Budgets have been bigger than usual for household cleaning. P&G has spent about $25 million in media alone on the motorized WetJet since its August launch. The pump-operated ReadyMop has a $35 million marketing budget that includes TV spots, "demo-mercials" and paid product placement on ABC-TV's "The View." S.C. Johnson & Son's aerosol-power Pledge Grab-It Go Mop will get $8 million in marketing support this fall and Reckitt Benckiser's Lysol Floor Wipes, usable by hand or mop, got network TV support when it entered the market in first quarter 2002. Collectively, the emerging segment is still rooted in the "old-fashioned" cleaning tools, mops and brooms market by Information Resources Inc., valued at $443.4 million at the end of first quarter 2002. The category was valued at $420.3 million at yearend 2001.

ReadyMop may have been a relative latecomer to bucketless mops, following WetJet in the U.S. by months, but it still took the market by storm.

ReadyMop's lower retail price of $25 vs. $50 originally for WetJet helped it win distribution in food and drug stores that WetJet lacked. ReadyMop, launched in January, had sales of $19.5 million through March 24, according to IRI. WetJet, with limited distribution in the IRI-tracked channels, had sales of less than $1 million. IRI scanner data don't include Wal-Mart Stores, or club or home improvement stores.

P&G cut prices twice this year to achieve price parity with ReadyMop, helping WetJet gain wider distribution in recent weeks and reclaim, along with its non-motorized cousin Swiffer Wet, overall share leadership in the wet mopping segment.

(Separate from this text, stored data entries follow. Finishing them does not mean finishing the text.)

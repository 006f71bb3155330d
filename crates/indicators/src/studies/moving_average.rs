/// Simple Moving Average over the last `period` values.
#[derive(Debug, Clone)]
pub struct SmaIndicator {
    pub period: usize,
}

impl SmaIndicator {
    pub fn new(period: usize) -> Self {
        Self { period }
    }

    /// Mean of the last `period` values (oldest first).
    /// Returns `None` if there are fewer than `period` values.
    pub fn compute(&self, values: &[f64]) -> Option<f64> {
        if self.period == 0 || values.len() < self.period {
            return None;
        }
        let window = &values[values.len() - self.period..];
        Some(window.iter().sum::<f64>() / self.period as f64)
    }
}

/// Exponential Moving Average, smoothing factor `2 / (period + 1)`,
/// seeded with the first value of the series.
#[derive(Debug, Clone)]
pub struct EmaIndicator {
    pub period: usize,
}

impl EmaIndicator {
    pub fn new(period: usize) -> Self {
        Self { period }
    }

    /// Latest EMA value. Needs at least `period` values.
    pub fn compute(&self, values: &[f64]) -> Option<f64> {
        if self.period == 0 || values.len() < self.period {
            return None;
        }
        ema_series(values, self.period).last().copied()
    }
}

/// Rolling SMA aligned to the input: element `i` is the mean of
/// `values[i + 1 - period..=i]`. The first `period - 1` inputs produce no output.
pub fn sma_series(values: &[f64], period: usize) -> Vec<f64> {
    if period == 0 || values.len() < period {
        return Vec::new();
    }
    let mut out = Vec::with_capacity(values.len() - period + 1);
    let mut sum: f64 = values[..period].iter().sum();
    out.push(sum / period as f64);
    for i in period..values.len() {
        sum += values[i] - values[i - period];
        out.push(sum / period as f64);
    }
    out
}

/// EMA for every input value, seeded with `values[0]`. Same length as `values`.
pub fn ema_series(values: &[f64], period: usize) -> Vec<f64> {
    let Some((&first, rest)) = values.split_first() else {
        return Vec::new();
    };
    if period == 0 {
        return Vec::new();
    }
    let k = 2.0 / (period as f64 + 1.0);

    let mut out = Vec::with_capacity(values.len());
    let mut ema = first;
    out.push(ema);
    for &price in rest {
        ema = price * k + ema * (1.0 - k);
        out.push(ema);
    }
    out
}

#[cfg(test)]
mod tests {
    use super::*;

    #[test]
    fn sma_is_mean_of_last_window() {
        let sma = SmaIndicator::new(3);
        let value = sma.compute(&[1.0, 2.0, 3.0, 4.0, 5.0]).unwrap();
        assert!((value - 4.0).abs() < 1e-12);
    }

    #[test]
    fn sma_returns_none_when_insufficient_data() {
        assert!(SmaIndicator::new(5).compute(&[1.0, 2.0]).is_none());
        assert!(SmaIndicator::new(0).compute(&[1.0, 2.0]).is_none());
    }

    #[test]
    fn sma_series_matches_point_computation() {
        let values: Vec<f64> = (1..=10).map(f64::from).collect();
        let series = sma_series(&values, 4);
        assert_eq!(series.len(), 7);
        let last = SmaIndicator::new(4).compute(&values).unwrap();
        assert!((series[6] - last).abs() < 1e-12);
        assert!((series[0] - 2.5).abs() < 1e-12);
    }

    #[test]
    fn ema_of_constant_series_is_constant() {
        let ema = EmaIndicator::new(10);
        let value = ema.compute(&[42.0; 25]).unwrap();
        assert!((value - 42.0).abs() < 1e-12);
    }

    #[test]
    fn ema_seeds_with_first_value() {
        // k = 2 / (3 + 1) = 0.5
        let series = ema_series(&[10.0, 20.0, 30.0], 3);
        assert_eq!(series, vec![10.0, 15.0, 22.5]);
    }

    #[test]
    fn ema_needs_period_values() {
        assert!(EmaIndicator::new(5).compute(&[1.0, 2.0, 3.0]).is_none());
    }
}
impl<'a> Parser<'a> {
    fn peek(&self) -> Option<&Token> {
        self.tokens.get(self.pos)
    }

    fn next(&mut self) -> Option<Token> {
        let tok = self.tokens.get(self.pos).cloned();
        self.pos += 1;
        tok
    }

    fn error(&self, msg: String) -> Error {
        let at = self
            .tokens
            .get(self.pos.min(self.tokens.len().saturating_sub(1)))
            .map(|t| t.pos)
            .unwrap_or(0);
        Error::Strategy(format!("{msg} at position {at} in '{}'", self.source))
    }

    fn eat_op(&mut self, op: &str) -> bool {
        if matches!(self.peek(), Some(Token { kind: TokenKind::Op(o), .. }) if *o == op) {
            self.pos += 1;
            true
        } else {
            false
        }
    }

    fn expect(&mut self, kind: TokenKind) -> Result<()> {
        match self.next() {
            Some(tok) if tok.kind == kind => Ok(()),
            Some(tok) => {
                self.pos -= 1;
                Err(self.error(format!("expected '{kind}', found '{}'", tok.kind)))
            }
            None => Err(self.error(format!("expected '{kind}', found end of expression"))),
        }
    }

    fn or(&mut self) -> Result<Node> {
        let mut lhs = self.and()?;
        while self.eat_op("||") {
            let rhs = self.and()?.into_bool(self)?;
            lhs = Node::Bool(Expr::Or(Box::new(lhs.into_bool(self)?), Box::new(rhs)));
        }
        Ok(lhs)
    }

    fn and(&mut self) -> Result<Node> {
        let mut lhs = self.not()?;
        while self.eat_op("&&") {
            let rhs = self.not()?.into_bool(self)?;
            lhs = Node::Bool(Expr::And(Box::new(lhs.into_bool(self)?), Box::new(rhs)));
        }
        Ok(lhs)
    }

    fn not(&mut self) -> Result<Node> {
        if self.eat_op("!") {
            let inner = self.not()?.into_bool(self)?;
            return Ok(Node::Bool(Expr::Not(Box::new(inner))));
        }
        self.compare()
    }

    fn compare(&mut self) -> Result<Node> {
        let lhs = self.sum()?;
        let op = match self.peek().map(|t| &t.kind) {
            Some(TokenKind::Op("<")) => CmpOp::Lt,
            Some(TokenKind::Op("<=")) => CmpOp::Le,
            Some(TokenKind::Op(">")) => CmpOp::Gt,
            Some(TokenKind::Op(">=")) => CmpOp::Ge,
            Some(TokenKind::Op("==")) => CmpOp::Eq,
            Some(TokenKind::Op("!=")) => CmpOp::Ne,
            _ => return Ok(lhs),
        };
        self.pos += 1;
        let lhs = lhs.into_num(self)?;
        let rhs = self.sum()?.into_num(self)?;
        Ok(Node::Bool(Expr::Compare(op, lhs, rhs)))
    }

    fn sum(&mut self) -> Result<Node> {
        let mut lhs = self.product()?;
        loop {
            let op = if self.eat_op("+") {
                ArithOp::Add
            } else if self.eat_op("-") {
                ArithOp::Sub
            } else {
                return Ok(lhs);
            };
            let a = lhs.into_num(self)?;
            let b = self.product()?.into_num(self)?;
            lhs = Node::Num(Num::Arith(op, Box::new(a), Box::new(b)));
        }
    }

    fn product(&mut self) -> Result<Node> {
        let mut lhs = self.unary()?;
        loop {
            let op = if self.eat_op("*") {
                ArithOp::Mul
            } else if self.eat_op("/") {
                ArithOp::Div
            } else {
                return Ok(lhs);
            };
            let a = lhs.into_num(self)?;
            let b = self.unary()?.into_num(self)?;
            lhs = Node::Num(Num::Arith(op, Box::new(a), Box::new(b)));
        }
    }

    fn unary(&mut self) -> Result<Node> {
        if self.eat_op("-") {
            let inner = self.unary()?.into_num(self)?;
            return Ok(Node::Num(Num::Neg(Box::new(inner))));
        }
        self.atom()
    }

    fn atom(&mut self) -> Result<Node> {
        let Some(tok) = self.next() else {
            return Err(self.error("unexpected end of expression".into()));
        };
        match tok.kind {
            TokenKind::Number(v) => Ok(Node::Num(Num::Const(v))),
            TokenKind::LParen => {
                let inner = self.or()?;
                self.expect(TokenKind::RParen)?;
                Ok(inner)
            }
            TokenKind::Ident(name) => self.ident(name),
            other => {
                self.pos -= 1;
                Err(self.error(format!("unexpected '{other}'")))
            }
        }
    }

    fn ident(&mut self, name: String) -> Result<Node> {
        match name.as_str() {
            "true" => return Ok(Node::Bool(Expr::Const(true))),
            "false" => return Ok(Node::Bool(Expr::Const(false))),
            _ => {}
        }
        if let Some(field) = Field::parse(&name) {
            return Ok(Node::Num(Num::Field(field)));
        }

        let study = match name.as_str() {
            "sma" => Some(Study::Sma),
            "ema" => Some(Study::Ema),
            "rsi" => Some(Study::Rsi),
            "prev" => None,
            _ => {
                self.pos -= 1;
                return Err(self.error(format!("unknown identifier '{name}'")));
            }
        };

        self.expect(TokenKind::LParen)?;
        let node = match study {
            Some(study) => {
                let period = self.integer_arg()?;
                if period == 0 {
                    return Err(self.error(format!("{name}() period must be positive")));
                }
                Num::Study(study, period)
            }
            None => {
                let field = match self.next() {
                    Some(Token {
                        kind: TokenKind::Ident(f),
                        ..
                    }) => Field::parse(&f),
                    _ => None,
                }
                .ok_or_else(|| self.error("prev() expects a bar field".into()))?;
                let offset = if matches!(self.peek().map(|t| &t.kind), Some(TokenKind::Comma)) {
                    self.pos += 1;
                    self.integer_arg()?
                } else {
                    1
                };
                Num::Prev(field, offset)
            }
        };
        self.expect(TokenKind::RParen)?;
        Ok(Node::Num(node))
    }

    fn integer_arg(&mut self) -> Result<usize> {
        match self.next() {
            Some(Token {
                kind: TokenKind::Number(v),
                ..
            }) if v.fract() == 0.0 && v >= 0.0 && v <= IndicatorConfig::MAX_PERIOD as f64 => {
                Ok(v as usize)
            }
            _ => {
                self.pos -= 1;
                Err(self.error(format!(
                    "expected a whole number up to {}",
                    IndicatorConfig::MAX_PERIOD
                )))
            }
        }
    }
}
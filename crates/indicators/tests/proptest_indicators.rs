use indicators::{
    IndicatorCalculator, IndicatorConfig, PriceSeries, RsiIndicator, SmaIndicator,
    StochasticIndicator,
};
use proptest::prelude::*;

proptest! {
    /// RSI stays inside [0, 100] for any positive price path.
    #[test]
    fn rsi_is_bounded(
        prices in prop::collection::vec(0.01f64..100_000.0, 15..120),
        period in 2usize..14,
    ) {
        let value = RsiIndicator::new(period).compute(&prices).unwrap();
        prop_assert!((0.0..=100.0).contains(&value), "RSI out of range: {}", value);
    }

    /// On a strictly increasing series the SMA is exactly the mean of the last window.
    #[test]
    fn sma_matches_mean_on_monotone_series(
        start in 1.0f64..1_000.0,
        steps in prop::collection::vec(0.01f64..10.0, 1..80),
        period_seed in 1usize..80,
    ) {
        let mut prices = vec![start];
        for s in &steps {
            let last = *prices.last().unwrap();
            prices.push(last + s);
        }
        let period = 1 + period_seed % prices.len();
        let window = &prices[prices.len() - period..];
        let expected = window.iter().sum::<f64>() / period as f64;
        prop_assert_eq!(SmaIndicator::new(period).compute(&prices), Some(expected));
    }

    /// EMA of a constant series stays at that constant.
    #[test]
    fn ema_of_constant_is_constant(v in 0.01f64..10_000.0, n in 1usize..100, period in 1usize..50) {
        prop_assume!(n >= period);
        let calc = IndicatorCalculator::new(4);
        let result = calc.calculate_closes(&vec![v; n], &IndicatorConfig::ema(period)).unwrap();
        prop_assert!((result.value - v).abs() <= v * 1e-12);
    }

    /// %K and %D stay inside [0, 100] when highs bound the closes from above and lows from below.
    #[test]
    fn stochastic_is_bounded(
        bars in prop::collection::vec((1.0f64..1_000.0, 0.0f64..1.0, 0.0f64..50.0, 0.0f64..50.0), 20..80),
    ) {
        let closes: Vec<f64> = bars.iter().map(|b| b.0).collect();
        let highs: Vec<f64> = bars.iter().map(|b| b.0 + b.2).collect();
        let lows: Vec<f64> = bars.iter().map(|b| b.0 - b.3 * b.1).collect();
        let series = PriceSeries { closes, highs, lows };
        let v = StochasticIndicator::new(14, 3)
            .compute(&series.highs, &series.lows, &series.closes)
            .unwrap();
        prop_assert!((0.0..=100.0).contains(&v.k));
        prop_assert!((0.0..=100.0 + 1e-9).contains(&v.d));
    }

    /// Any config on any short series either computes or reports "not yet"; never panics.
    #[test]
    fn calculator_never_panics(
        prices in prop::collection::vec(-1_000.0f64..1_000.0, 0..40),
        period in 0usize..30,
    ) {
        let calc = IndicatorCalculator::new(8);
        for cfg in [
            IndicatorConfig::sma(period),
            IndicatorConfig::ema(period),
            IndicatorConfig::rsi(period),
            IndicatorConfig::macd(period, period + 1, period),
            IndicatorConfig::bollinger(period, 2.0),
            IndicatorConfig::stochastic(period, 3),
            IndicatorConfig::atr(period),
        ] {
            let _ = calc.calculate_closes(&prices, &cfg);
        }
    }
}
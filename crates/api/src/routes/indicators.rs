use axum::{extract::State, routing::post, Json, Router};
use serde::{Deserialize, Serialize};

use common::{Error, IndicatorConfig};
use ::indicators::{IndicatorResult, PriceSeries};

use crate::{ApiResult, AppState};

pub fn router() -> Router<AppState> {
    Router::new().route("/api/indicators", post(calculate))
}

/// Either a symbol, whose stored history is used, or explicit closes.
#[derive(Deserialize)]
struct IndicatorRequest {
    symbol: Option<String>,
    closes: Option<Vec<f64>>,
    config: IndicatorConfig,
}

#[derive(Serialize)]
struct IndicatorResponse {
    symbol: Option<String>,
    points: usize,
    config: IndicatorConfig,
    /// `None` when the series is too short for the indicator.
    result: Option<IndicatorResult>,
}

async fn calculate(
    State(state): State<AppState>,
    Json(req): Json<IndicatorRequest>,
) -> ApiResult<Json<IndicatorResponse>> {
    req.config.validate()?;
    let series = match (&req.symbol, req.closes) {
        (_, Some(closes)) => PriceSeries::from_closes(closes),
        (Some(symbol), None) => PriceSeries::from_bars(&state.market.series(symbol).await?),
        (None, None) => {
            return Err(Error::Validation("either 'symbol' or 'closes' is required".into()).into())
        }
    };

    let result = state.calculator.calculate(&series, &req.config);
    Ok(Json(IndicatorResponse {
        symbol: req.symbol,
        points: series.len(),
        config: req.config,
        result,
    }))
}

Following WetJet's price cut, P&G's share of the cleaning tools and mops category rose to 20.9% in the four weeks ended May 19, up 2.8 points from the previous four weeks, according to IRI figures reported by Alliance Capital Management's Sanford C. Bernstein unit, as Clorox's share fell 2.4 points to 12.7%.

Rivalry has been intense partly because every $25 mop is likely to yield hundreds of dollars in sales of replacement pads and cleaning solution. And since each mop has a proprietary design, replacements aren't necessarily interchangeable or easily copied by private label. P&G and Clorox say replacement supply sales are ahead of expectations.

"There are still a lot of interested skeptics who haven't come into the category," says Maurice Coffey, brand manager of P&G's WetJet. "It's still early in the life cycle of quick cleaning."